WHAT NEEDS TO BE DONE:
Count lines, not occurrences: report how many lines in the records hold the string "instance", and nothing else.

Stored records:
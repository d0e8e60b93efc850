//! Compensation stack for multi-step provisioning.
//!
//! Provisioning crosses two systems (provider and ledger) that share no
//! transaction, so each completed step registers an explicit compensating
//! action. On failure the stack unwinds in reverse order; on success it is
//! disarmed. Compensation failures are logged and never mask the original
//! error.

use futures_util::future::BoxFuture;
use tracing::{info, warn};

/// A compensating action for one completed step.
pub type Compensation = BoxFuture<'static, Result<(), crate::error::LeaseError>>;

/// An ordered stack of named compensations, unwound in reverse.
#[derive(Default)]
pub struct Saga {
    steps: Vec<(&'static str, Compensation)>,
}

impl Saga {
    pub fn new() -> Self {
        Self::default()
    }

    /// Register the compensation for a step that just completed.
    pub fn push(&mut self, step: &'static str, undo: Compensation) {
        self.steps.push((step, undo));
    }

    /// Run all registered compensations in reverse order. Failures are
    /// logged and do not stop the unwind.
    pub async fn unwind(self) {
        for (step, undo) in self.steps.into_iter().rev() {
            info!(step, "Compensating completed step");
            if let Err(e) = undo.await {
                warn!(step, error = %e, "Compensation failed");
            }
        }
    }

    /// Success path: drop all compensations without running them.
    pub fn disarm(mut self) {
        self.steps.clear();
    }

    #[cfg(test)]
    fn len(&self) -> usize {
        self.steps.len()
    }
}

#[cfg(test)]
mod tests {
    use super::*;
    use crate::error::LeaseError;
    use std::sync::{Arc, Mutex};

    fn recording(
        log: &Arc<Mutex<Vec<&'static str>>>,
        step: &'static str,
        result: Result<(), LeaseError>,
    ) -> Compensation {
        let log = Arc::clone(log);
        Box::pin(async move {
            log.lock().unwrap().push(step);
            result
        })
    }

    #[tokio::test]
    async fn test_unwind_runs_in_reverse_order() {
        let log = Arc::new(Mutex::new(Vec::new()));
        let mut saga = Saga::new();
        saga.push("flavor", recording(&log, "flavor", Ok(())));
        saga.push("network", recording(&log, "network", Ok(())));
        saga.push("instance", recording(&log, "instance", Ok(())));

        saga.unwind().await;

        assert_eq!(*log.lock().unwrap(), vec!["instance", "network", "flavor"]);
    }

    #[tokio::test]
    async fn test_unwind_continues_past_failures() {
        let log = Arc::new(Mutex::new(Vec::new()));
        let mut saga = Saga::new();
        saga.push("flavor", recording(&log, "flavor", Ok(())));
        saga.push(
            "instance",
            recording(&log, "instance", Err(LeaseError::InsufficientCapacity)),
        );

        saga.unwind().await;

        // The failing compensation does not stop the earlier one.
        assert_eq!(*log.lock().unwrap(), vec!["instance", "flavor"]);
    }

    #[tokio::test]
    async fn test_disarm_skips_compensations() {
        let log = Arc::new(Mutex::new(Vec::new()));
        let mut saga = Saga::new();
        saga.push("instance", recording(&log, "instance", Ok(())));
        assert_eq!(saga.len(), 1);

        saga.disarm();

        assert!(log.lock().unwrap().is_empty());
    }
}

ANSWER SECTION:
6